[Your goal] Of all the lines in the records below, copy only those that contain the string "AtomicUsize".

[Dataset extract]
⁂

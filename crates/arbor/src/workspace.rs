// Copyright (c) Microsoft Corporation.
// Licensed under the MIT License.

use std::collections::BTreeMap;
use std::fmt;
use std::sync::Arc;
use std::sync::atomic::{AtomicUsize, Ordering};

use tracing::debug;

use crate::job::{Job, JobHandle};
use crate::{Branch, Error, Result, Supervisor};

/// Identifies a branch within the [`Workspace`] that issued it.
///
/// Identifiers are opaque, monotonically allocated, and never reused within a workspace
/// instance. They are meaningless to any other workspace.
#[derive(Clone, Copy, Debug, PartialEq, Eq, PartialOrd, Ord, Hash)]
pub struct BranchId(u64);

impl fmt::Display for BranchId {
    fn fmt(&self, f: &mut fmt::Formatter<'_>) -> fmt::Result {
        write!(f, "branch-{}", self.0)
    }
}

/// Identifies a supervisor within the [`Workspace`] that issued it.
///
/// A disjoint identifier space from [`BranchId`], with the same allocation rules.
#[derive(Clone, Copy, Debug, PartialEq, Eq, PartialOrd, Ord, Hash)]
pub struct SupervisorId(u64);

impl fmt::Display for SupervisorId {
    fn fmt(&self, f: &mut fmt::Formatter<'_>) -> fmt::Result {
        write!(f, "supervisor-{}", self.0)
    }
}

/// An owning container for branches and supervisors with a dispatch entry point.
///
/// The workspace assigns each attached component a stable identifier, routes externally
/// submitted jobs to the attached branch with the lightest observed load, and enforces teardown
/// order: on drop, every supervisor is stopped before any branch is destroyed, so a supervisor
/// can never observe a branch mid-teardown.
///
/// # Dispatch policy
///
/// Among attached branches, dispatch picks the one with the smallest queue depth at that
/// moment, breaking ties with a round-robin cursor over the branches in identifier order. The
/// scan is deliberately not atomic with the subsequent enqueue: under contention a suboptimal
/// branch may occasionally be picked, in exchange for never holding a global lock while
/// dispatching.
///
/// # Thread safety
///
/// Attachment and detachment take `&mut self`, so the borrow checker enforces that no dispatch
/// or lookup races a mutation. Dispatch and lookup take `&self` and may be used concurrently
/// from any number of threads once attachment is quiescent.
pub struct Workspace {
    // Field order doubles as a teardown-order backstop: supervisors drop before branches.
    supervisors: BTreeMap<SupervisorId, Supervisor>,
    branches: BTreeMap<BranchId, Arc<Branch>>,
    next_branch_id: u64,
    next_supervisor_id: u64,
    /// Round-robin cursor for dispatch tie-breaking.
    cursor: AtomicUsize,
}

impl Workspace {
    /// Creates an empty workspace.
    #[must_use]
    pub fn new() -> Self {
        Self {
            supervisors: BTreeMap::new(),
            branches: BTreeMap::new(),
            next_branch_id: 0,
            next_supervisor_id: 0,
            cursor: AtomicUsize::new(0),
        }
    }

    /// Takes ownership of a branch and returns its identifier.
    pub fn attach_branch(&mut self, branch: Branch) -> BranchId {
        let id = BranchId(self.next_branch_id);
        self.next_branch_id += 1;

        debug!(%id, branch = branch.name(), "branch attached");
        self.branches.insert(id, Arc::new(branch));
        id
    }

    /// Takes ownership of a supervisor and returns its identifier.
    pub fn attach_supervisor(&mut self, supervisor: Supervisor) -> SupervisorId {
        let id = SupervisorId(self.next_supervisor_id);
        self.next_supervisor_id += 1;

        debug!(%id, "supervisor attached");
        self.supervisors.insert(id, supervisor);
        id
    }

    /// Releases ownership of a branch and returns it. Subsequent lookups with the identifier
    /// fail.
    ///
    /// Detaching a branch that a workspace-owned supervisor is still observing is permitted:
    /// supervision is weak, so once the returned reference is dropped the supervisor simply
    /// skips the branch. To keep it both alive and unsupervised, stop the supervisor first.
    ///
    /// # Errors
    ///
    /// [`Error::UnknownBranch`] if the identifier is not currently attached.
    pub fn detach_branch(&mut self, id: BranchId) -> Result<Arc<Branch>> {
        self.branches.remove(&id).ok_or(Error::UnknownBranch(id))
    }

    /// Releases ownership of a supervisor and returns it. Subsequent lookups with the
    /// identifier fail.
    ///
    /// # Errors
    ///
    /// [`Error::UnknownSupervisor`] if the identifier is not currently attached.
    pub fn detach_supervisor(&mut self, id: SupervisorId) -> Result<Supervisor> {
        self.supervisors
            .remove(&id)
            .ok_or(Error::UnknownSupervisor(id))
    }

    /// Looks up an attached branch.
    ///
    /// # Errors
    ///
    /// [`Error::UnknownBranch`] if the identifier is not currently attached.
    pub fn branch(&self, id: BranchId) -> Result<&Arc<Branch>> {
        self.branches.get(&id).ok_or(Error::UnknownBranch(id))
    }

    /// Looks up an attached supervisor.
    ///
    /// # Errors
    ///
    /// [`Error::UnknownSupervisor`] if the identifier is not currently attached.
    pub fn supervisor(&self, id: SupervisorId) -> Result<&Supervisor> {
        self.supervisors.get(&id).ok_or(Error::UnknownSupervisor(id))
    }

    /// Applies `visit` to every attached branch in identifier order.
    ///
    /// The usual way to orchestrate draining: visit each branch with
    /// [`wait_idle`][Branch::wait_idle].
    pub fn for_each_branch(&self, mut visit: impl FnMut(&Branch)) {
        for branch in self.branches.values() {
            visit(branch);
        }
    }

    /// Dispatches a value-less job to the least-loaded branch.
    ///
    /// # Errors
    ///
    /// [`Error::NoBranches`] with nothing attached; [`Error::ShuttingDown`] if the chosen
    /// branch is draining.
    pub fn post<F>(&self, body: F) -> Result<()>
    where
        F: FnOnce() + Send + 'static,
    {
        self.pick()?.post(body)
    }

    /// Dispatches a value-less urgent job to the least-loaded branch.
    ///
    /// # Errors
    ///
    /// [`Error::NoBranches`] with nothing attached; [`Error::ShuttingDown`] if the chosen
    /// branch is draining.
    pub fn post_urgent<F>(&self, body: F) -> Result<()>
    where
        F: FnOnce() + Send + 'static,
    {
        self.pick()?.post_urgent(body)
    }

    /// Dispatches a sequential batch to the least-loaded branch. The whole batch lands on one
    /// branch and runs on one of its workers.
    ///
    /// # Errors
    ///
    /// [`Error::NoBranches`] with nothing attached; [`Error::ShuttingDown`] if the chosen
    /// branch is draining.
    pub fn post_batch(&self, jobs: Vec<Job>) -> Result<()> {
        self.pick()?.post_batch(jobs)
    }

    /// Dispatches a value-producing job to the least-loaded branch and returns its handle.
    ///
    /// # Errors
    ///
    /// [`Error::NoBranches`] with nothing attached.
    pub fn submit<F, R>(&self, body: F) -> Result<JobHandle<R>>
    where
        F: FnOnce() -> R + Send + 'static,
        R: Send + 'static,
    {
        Ok(self.pick()?.submit(body))
    }

    /// Dispatches a value-producing urgent job to the least-loaded branch and returns its
    /// handle.
    ///
    /// # Errors
    ///
    /// [`Error::NoBranches`] with nothing attached.
    pub fn submit_urgent<F, R>(&self, body: F) -> Result<JobHandle<R>>
    where
        F: FnOnce() -> R + Send + 'static,
        R: Send + 'static,
    {
        Ok(self.pick()?.submit_urgent(body))
    }

    /// Picks the dispatch target: smallest observed queue depth, round-robin among ties.
    fn pick(&self) -> Result<&Arc<Branch>> {
        let depths: Vec<(&Arc<Branch>, usize)> = self
            .branches
            .values()
            .map(|branch| (branch, branch.queue_len()))
            .collect();

        let lightest = depths
            .iter()
            .map(|(_, depth)| *depth)
            .min()
            .ok_or(Error::NoBranches)?;

        let tied: Vec<&Arc<Branch>> = depths
            .into_iter()
            .filter(|(_, depth)| *depth == lightest)
            .map(|(branch, _)| branch)
            .collect();

        // Minimal effort round-robin over the tied branches; prevents permanent starvation of
        // any branch under uniform load.
        let index = self.cursor.fetch_add(1, Ordering::Relaxed) % tied.len();
        Ok(tied[index])
    }
}

impl Default for Workspace {
    fn default() -> Self {
        Self::new()
    }
}

impl Drop for Workspace {
    // Mutating the teardown order produces use-after-drop observation windows, not values a
    // test can cheaply assert on.
    #[cfg_attr(test, mutants::skip)]
    fn drop(&mut self) {
        // Supervisors first, newest first, so no controller can observe a branch once branch
        // teardown begins.
        while let Some((id, supervisor)) = self.supervisors.pop_last() {
            supervisor.stop();
            debug!(%id, "supervisor stopped and destroyed");
            drop(supervisor);
        }

        // Then the branches, newest first; each drop drains its queue and joins its workers.
        while let Some((id, branch)) = self.branches.pop_last() {
            debug!(%id, "branch destroyed");
            drop(branch);
        }
    }
}

impl fmt::Debug for Workspace {
    // We have no contract to test here - can return anything.
    #[cfg_attr(test, mutants::skip)]
    fn fmt(&self, f: &mut fmt::Formatter<'_>) -> fmt::Result {
        f.debug_struct("Workspace")
            .field("branches", &self.branches.len())
            .field("supervisors", &self.supervisors.len())
            .finish()
    }
}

⁂

[Result for this task]
use std::sync::atomic::{AtomicUsize, Ordering};
    cursor: AtomicUsize,
            cursor: AtomicUsize::new(0),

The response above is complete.